The evidence of video-footage from that meeting is not reassuring. It shows no social distancing, and scarcely any wearing of face-masks.

And so to the claim that the council is “asking” the great unwashed to be content with Facebook. That’s misleading nonsense. The truth here is very straightforward: public and press are being excluded from the council chamber. At the same time, the authority will be under no illusion that, in barring the press, reporters will be denied the kind of post-meetings contact with councillors that is so vital for keeping the public properly informed. That’s pretty serious.

What’s the point in singing about that Tregaron LSD ring that destroyed lives?

IN THE mid-1970s, Richard Kemp, a gifted chemist, and Christine Bott, a doctor who for a short time worked at Bronglais Hospital, were key members of a Wales and London-based consortium manufacturing and distributing large quantities of a particularly pure form of the hallucinatory drug LSD.
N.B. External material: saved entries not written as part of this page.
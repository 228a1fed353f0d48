// src/core/agents/mod.rs

//! The agent RPC client set: a typed gRPC client per proxy agent, and the
//! parallel fan-out (`each_client`) the pipeline uses to pause, resume, and
//! health-check all of them at once.

pub mod client;
pub mod fanout;
pub mod proto;

pub use client::AgentHandle;
pub use fanout::{AgentFanout, RealAgentFanout, each_client, health_check_all, pause_all, resume_all};
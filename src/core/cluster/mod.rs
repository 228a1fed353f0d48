// src/core/cluster/mod.rs

//! Reads and watches the Stolon cluster manager's state in etcd.

pub mod client;
pub mod state;
pub mod watch;

pub use client::{ClusterStateClient, ClusterStateSource};
pub use state::{ClusterDataDocument, ClusterState, KeeperRecord, KeeperStatus};
pub use watch::{WatchRecord, revision_filter, watch_clusterdata};
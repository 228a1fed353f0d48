// src/core/agents/client.rs

//! A thin, per-deadline wrapper around the generated `PauseAgent` gRPC
//! client, used by the fan-out (see `fanout.rs`) to talk to one proxy agent.

use super::proto::agent::{
    HealthCheckRequest, HealthCheckResponse, PauseRequest, PauseResponse, ResumeRequest,
    ResumeResponse, pause_agent_client::PauseAgentClient,
};
use crate::core::errors::{FailoverError, Result};
use std::time::Duration;
use tonic::transport::{Channel, Endpoint};

/// A lazily-connected handle to one agent's gRPC endpoint.
#[derive(Clone)]
pub struct AgentHandle {
    endpoint: String,
    client: PauseAgentClient<Channel>,
}

impl AgentHandle {
    /// Builds a handle for `endpoint` (e.g. `http://10.0.1.4:7070`).
    ///
    /// The underlying channel connects lazily on first use, so constructing
    /// a handle never blocks on network I/O; the fan-out's per-call
    /// timeouts are what actually bound connection time.
    pub fn new(endpoint: impl Into<String>) -> Result<Self> {
        let endpoint = endpoint.into();
        let channel = Endpoint::from_shared(endpoint.clone())?.connect_lazy();
        Ok(Self {
            endpoint,
            client: PauseAgentClient::new(channel),
        })
    }

    pub fn endpoint(&self) -> &str {
        &self.endpoint
    }

    pub async fn health_check(&mut self, deadline: Duration) -> Result<HealthCheckResponse> {
        let call = self.client.health_check(HealthCheckRequest {});
        run_with_deadline(deadline, call).await
    }

    pub async fn pause(
        &mut self,
        timeout_ms: u64,
        expiry_ms: u64,
        deadline: Duration,
    ) -> Result<PauseResponse> {
        let call = self.client.pause(PauseRequest {
            timeout_ms,
            expiry_ms,
        });
        run_with_deadline(deadline, call).await
    }

    pub async fn resume(&mut self, deadline: Duration) -> Result<ResumeResponse> {
        let call = self.client.resume(ResumeRequest {});
        run_with_deadline(deadline, call).await
    }
}

async fn run_with_deadline<F, T>(deadline: Duration, call: F) -> Result<T>
where
    F: std::future::Future<Output = std::result::Result<tonic::Response<T>, tonic::Status>>,
{
    match tokio::time::timeout(deadline, call).await {
        Ok(Ok(resp)) => Ok(resp.into_inner()),
        Ok(Err(status)) => Err(FailoverError::Rpc(status)),
        Err(_) => Err(FailoverError::Internal(format!(
            "agent rpc timed out after {deadline:?}"
        ))),
    }
}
They lived in a primitively-appointed cottage just outside Tregaron which included a third of an acre of sloping land, where they kept two goats and grew vegetables. They drove a battered long wheel-base Land-Rover which one day was replaced by a brand new Renault 4.

Early on the morning of Saturday 26 March 1977, the enterprise imploded when, after 13 months of observation, police raided 87 homes in Wales and England and made 120 arrests. Following a trial in Bristol the following year, Richard Kemp was jailed for 13 years, Christine Bott for nine years. Thirteen others also went to prison.

Operation Julie is the title of a rock musical being staged at Aberystwyth Arts Centre this summer which takes its name from the label that became attached to the marathon police investigation.

The tale has already been the subject of a television drama and several books.

The hope must be that this latest manifestation neither romanticises, much less glamorises, the story, because this actually wasn’t rock and roll.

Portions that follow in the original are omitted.